Systems biology discoveries using non-human primate pluripotent stem and germ cells: novel gene and genomic imprinting interactions as well as unique expression patterns

Abstract

The study of pluripotent stem cells has generated much interest in both biology and medicine. Understanding the fundamentals of biological decisions, including what permits a cell to maintain pluripotency, that is, its ability to self-renew and thereby remain immortal, or to differentiate into multiple types of cells, is of profound importance. For clinical applications, pluripotent cells, including both embryonic stem cells and adult stem cells, have been proposed for cell replacement therapy for a number of human diseases and disorders, including Alzheimer's, Parkinson's, spinal cord injury and diabetes. One challenge in their usage for such therapies is understanding the mechanisms that allow the maintenance of pluripotency and controlling the specific differentiation into required functional target cells. Because of regulatory restrictions and biological feasibilities, there are many crucial investigations that are just impossible to perform using pluripotent stem cells (PSCs) from humans (for example, direct comparisons among panels of inbred embryonic stem cells from prime embryos obtained from pedigreed and fertile donors; genomic analysis of parent versus progeny PSCs and their identical differentiated tissues; intraspecific chimera analyses for pluripotency testing; and so on). However, PSCs from nonhuman primates are being investigated to bridge these knowledge gaps between discoveries in mice and vital information necessary for appropriate clinical evaluations. In this review, we consider the mRNAs and novel genes with unique expression and imprinting patterns that were discovered using systems biology approaches with primate pluripotent stem and germ cells.

Figure 1

Ingenuity analysis identifies novel gene networks involved in the maintenance of pluripotency.

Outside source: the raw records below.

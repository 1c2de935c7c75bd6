use std::time::Instant;

use nhlproj::{
    init_logging, log_stage_finish, log_stage_output, log_stage_start, logging_config_from_env,
    pipeline_config_from_env, read_parquet, report_path, save_training_outcome,
    train_entity_models, TrainConfig,
};

const STAGE: &str = "train_models";

fn main() -> Result<(), Box<dyn std::error::Error>> {
    let logging = logging_config_from_env();
    init_logging(&logging)?;
    let config = pipeline_config_from_env()?;
    let started = Instant::now();
    log_stage_start(STAGE, &logging, &config.layout.root);

    let train_cfg = TrainConfig::default();
    let models_dir = config.layout.models_dir();
    for entity in &config.train_entities {
        let table = read_parquet(&config.layout.model_table_path(*entity))?;
        let outcome = train_entity_models(*entity, &table, &train_cfg)?;
        save_training_outcome(&models_dir, &outcome)?;
        log_stage_output(
            STAGE,
            &report_path(&models_dir, *entity),
            outcome.report.len(),
            None,
        );
    }

    log_stage_finish(STAGE, started.elapsed().as_millis());
    Ok(())
}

Genes over-expressed in non-human primate embryonic stem cells compared to fibroblasts are depicted in red. Genes shaded in green are over-expressed in fibroblasts. Genes that were differentially expressed in both of two previous studies [1,117] could be identified in this representative pathway. For this analysis we compared all genes with a known Entrez gene ID.

Figure 2

Non-coding RNAs can be identified as members of pluripotent pathways using Ingenuity. Ingenuity analysis shows that genes known to be involved in stemness (Nanog and Sox-2) are over-expressed (red) in non-human primate embryonic stem cells (nhpESCs) compared to fibroblasts. In addition, we could identify non-coding RNAs that were over-expressed in nhpESCs and associated with Nanog. For this analysis we compared all genes with a known Entrez gene ID.